# Is it worth saving a weak lamb?



## shepherdO (Mar 4, 2019)

The title probably sounds very cruel and heartless.  However, I'm currently sitting with a tiny lamb in a box with a blowdrier, having already soaked it in hot water for 5 minutes 

The blasted thing is coming back to life, and whereas earlier it did nothing but lie motionless with very little sign of life, it now had the gsll to try to stand.  Mind you it's nowhere near that stage yet.  It like to weigh about 5 lbs  from a 2 00 lb rambouillet x Suffolk crossed texel Shropshire... 
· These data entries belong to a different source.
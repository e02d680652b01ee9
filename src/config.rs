//! 项目配置 - `hotpush.toml`

use crate::core::exclusion::{ExclusionRules, DEFAULT_EXCLUSIONS};
use crate::error::{HotpushError, Result};
use crate::logging::LogConfig;
use crate::reload::orchestrator::{ReloadRules, ServiceSpec};
use serde::{Deserialize, Serialize};
use std::fs;
use std::path::Path;
use std::time::Duration;
use tracing::warn;

/// 配置文件名
pub const CONFIG_FILE: &str = "hotpush.toml";

/// 热重载配置
#[derive(Debug, Clone, PartialEq, Serialize, Deserialize)]
pub struct ReloaderConfig {
    /// 单独监听的文件
    #[serde(default)]
    pub watched_files: Vec<String>,
    /// 只监听第一层的目录
    #[serde(default)]
    pub watched_folders: Vec<String>,
    /// 递归监听的目录
    #[serde(default = "default_watched_folders_recursively")]
    pub watched_folders_recursively: Vec<String>,
    /// 不触发重载的文件
    #[serde(default = "default_do_not_watch_patterns")]
    pub do_not_watch_patterns: Vec<String>,
    /// 修改后需要重启进程的文件
    #[serde(default = "default_full_reload_files")]
    pub full_reload_files: Vec<String>,
    /// 后台服务名称，与 `service_files` 按位置对应
    #[serde(default)]
    pub service_names: Vec<String>,
    #[serde(default)]
    pub service_files: Vec<String>,
    /// 是否同时推送到设备
    #[serde(default)]
    pub hot_reload_on_phone: bool,
    #[serde(default)]
    pub phone_ips: Vec<String>,
    #[serde(default = "default_reloader_port")]
    pub reloader_port: u16,
    /// 推送时排除的文件
    #[serde(default = "default_exclude_from_phone")]
    pub exclude_from_phone: Vec<String>,
    /// 防抖间隔（毫秒）
    #[serde(default = "default_debounce_ms")]
    pub debounce_ms: u64,
    #[serde(default = "default_ack_timeout_secs")]
    pub ack_timeout_secs: u64,
    #[serde(default = "default_connect_timeout_secs")]
    pub connect_timeout_secs: u64,
    #[serde(default = "default_module_extensions")]
    pub module_extensions: Vec<String>,
    #[serde(default = "default_markup_extensions")]
    pub markup_extensions: Vec<String>,
    /// 入口模块名，不参与热重载
    #[serde(default = "default_main_module")]
    pub main_module: String,
    /// 桌面端应用启动命令；为空时重启 hotpush 自身
    #[serde(default)]
    pub app_command: Vec<String>,
    /// 重新编译服务文件的命令，文件路径追加在最后
    #[serde(default = "default_service_compile_command")]
    pub service_compile_command: Vec<String>,
    #[serde(default)]
    pub log: LogConfig,
}

fn default_watched_folders_recursively() -> Vec<String> {
    vec![".".to_string()]
}

fn default_do_not_watch_patterns() -> Vec<String> {
    vec!["*.pyc".to_string(), "*__pycache__*".to_string()]
}

fn default_full_reload_files() -> Vec<String> {
    vec!["main.py".to_string()]
}

fn default_reloader_port() -> u16 {
    8050
}

fn default_exclude_from_phone() -> Vec<String> {
    DEFAULT_EXCLUSIONS.iter().map(|s| s.to_string()).collect()
}

fn default_debounce_ms() -> u64 {
    300
}

fn default_ack_timeout_secs() -> u64 {
    3
}

fn default_connect_timeout_secs() -> u64 {
    1
}

fn default_module_extensions() -> Vec<String> {
    vec!["py".to_string()]
}

fn default_markup_extensions() -> Vec<String> {
    vec!["kv".to_string()]
}

fn default_main_module() -> String {
    "main".to_string()
}

fn default_service_compile_command() -> Vec<String> {
    vec!["python".to_string(), "-m".to_string(), "compileall".to_string()]
}

impl Default for ReloaderConfig {
    fn default() -> Self {
        Self {
            watched_files: Vec::new(),
            watched_folders: Vec::new(),
            watched_folders_recursively: default_watched_folders_recursively(),
            do_not_watch_patterns: default_do_not_watch_patterns(),
            full_reload_files: default_full_reload_files(),
            service_names: Vec::new(),
            service_files: Vec::new(),
            hot_reload_on_phone: false,
            phone_ips: Vec::new(),
            reloader_port: default_reloader_port(),
            exclude_from_phone: default_exclude_from_phone(),
            debounce_ms: default_debounce_ms(),
            ack_timeout_secs: default_ack_timeout_secs(),
            connect_timeout_secs: default_connect_timeout_secs(),
            module_extensions: default_module_extensions(),
            markup_extensions: default_markup_extensions(),
            main_module: default_main_module(),
            app_command: Vec::new(),
            service_compile_command: default_service_compile_command(),
            log: LogConfig::default(),
        }
    }
}

impl ReloaderConfig {
    /// 从项目根目录加载配置
    ///
    /// 文件不存在或无法解析都是配置错误；个别非法取值替换为默认值并警告。
    pub fn load(root: &Path) -> Result<Self> {
        let path = root.join(CONFIG_FILE);
        let content = match fs::read_to_string(&path) {
            Ok(c) => c,
            Err(e) if e.kind() == std::io::ErrorKind::NotFound => {
                return Err(HotpushError::Config(format!(
                    "找不到 {}，请先运行 `hotpush init`",
                    path.display()
                )));
            }
            Err(e) => return Err(HotpushError::io(path, e)),
        };

        let mut config: Self = toml::from_str(&content)
            .map_err(|e| HotpushError::Config(format!("{}: {}", path.display(), e)))?;
        config.sanitize();
        Ok(config)
    }

    /// 写回配置文件
    pub fn save(&self, root: &Path) -> Result<()> {
        let path = root.join(CONFIG_FILE);
        let content = toml::to_string_pretty(self)
            .map_err(|e| HotpushError::Config(format!("序列化配置失败: {}", e)))?;
        fs::write(&path, content).map_err(|e| HotpushError::io(path, e))
    }

    fn sanitize(&mut self) {
        if self.reloader_port == 0 {
            warn!("reloader_port 不能为 0，使用默认端口 {}", default_reloader_port());
            self.reloader_port = default_reloader_port();
        }
        if self.debounce_ms == 0 {
            warn!("debounce_ms 不能为 0，使用默认值 {}", default_debounce_ms());
            self.debounce_ms = default_debounce_ms();
        }
        if self.ack_timeout_secs == 0 {
            self.ack_timeout_secs = default_ack_timeout_secs();
        }
        if self.connect_timeout_secs == 0 {
            self.connect_timeout_secs = default_connect_timeout_secs();
        }
        if self.service_names.len() != self.service_files.len() {
            warn!(
                "service_names ({}) 与 service_files ({}) 数量不一致，多余的项将被忽略",
                self.service_names.len(),
                self.service_files.len()
            );
        }
    }

    /// 启动前检查：至少要有一个监听目标
    pub fn validate(&self) -> Result<()> {
        if self.watched_files.is_empty()
            && self.watched_folders.is_empty()
            && self.watched_folders_recursively.is_empty()
        {
            return Err(HotpushError::Config(
                "没有配置任何监听目标 (watched_files / watched_folders / watched_folders_recursively)"
                    .to_string(),
            ));
        }
        Ok(())
    }

    /// 推送到设备时使用的排除规则
    pub fn exclusion_rules(&self) -> ExclusionRules {
        ExclusionRules::new(&self.exclude_from_phone)
    }

    /// 监听时忽略的文件
    pub fn watch_filter(&self) -> ExclusionRules {
        ExclusionRules::new(&self.do_not_watch_patterns)
    }

    pub fn services(&self) -> Vec<ServiceSpec> {
        self.service_names
            .iter()
            .zip(&self.service_files)
            .map(|(name, file)| ServiceSpec {
                name: name.clone(),
                file: file.clone(),
            })
            .collect()
    }

    pub fn reload_rules(&self) -> ReloadRules {
        ReloadRules {
            full_reload_files: self.full_reload_files.clone(),
            services: self.services(),
            module_extensions: self.module_extensions.clone(),
            markup_extensions: self.markup_extensions.clone(),
            main_module: self.main_module.clone(),
        }
    }

    pub fn ack_timeout(&self) -> Duration {
        Duration::from_secs(self.ack_timeout_secs)
    }

    pub fn connect_timeout(&self) -> Duration {
        Duration::from_secs(self.connect_timeout_secs)
    }

    pub fn debounce(&self) -> Duration {
        Duration::from_millis(self.debounce_ms)
    }
}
I was dribbling in 1or 2ml of of colostrum at a time,, when it started sucking from the syringe, plunger depressing all by itself.  I think it probably frank about 50-60ml in a couple minutes?  Not bad for a mostly dead lamb...

Anyhoo, is it worth saving a weak lamb? Assuming this guy even makes it, is it worth the work I might need to put in?  Ie, will he be healthy in the long run. Will he grow like the others, etc etc etc..

Also will his mum even accept him back tomorrow?  I'm not putting him back with her tonight as he's way too weak, so tomorrow at breakfast time is the earliest... Although technically he can't even Stans right now, and I presume that's the absolute minimum he'd need to be able to do.   How he's going to suck off his mom's cowsized tests I don't know....


----------



## shepherdO (Mar 4, 2019)

Here's a pic. He looks a little better now... Holding head up. Etc.  I hope I'm not wasting this colostrum ..


----------



## promiseacres (Mar 4, 2019)

Depends.... most people I know it is worth an attempt. Even when the odds are against you. Not just for the bit of income the lamb can potentially bring but if only that you as the farmer made his or her being happen so you feel a responsiblility for that life.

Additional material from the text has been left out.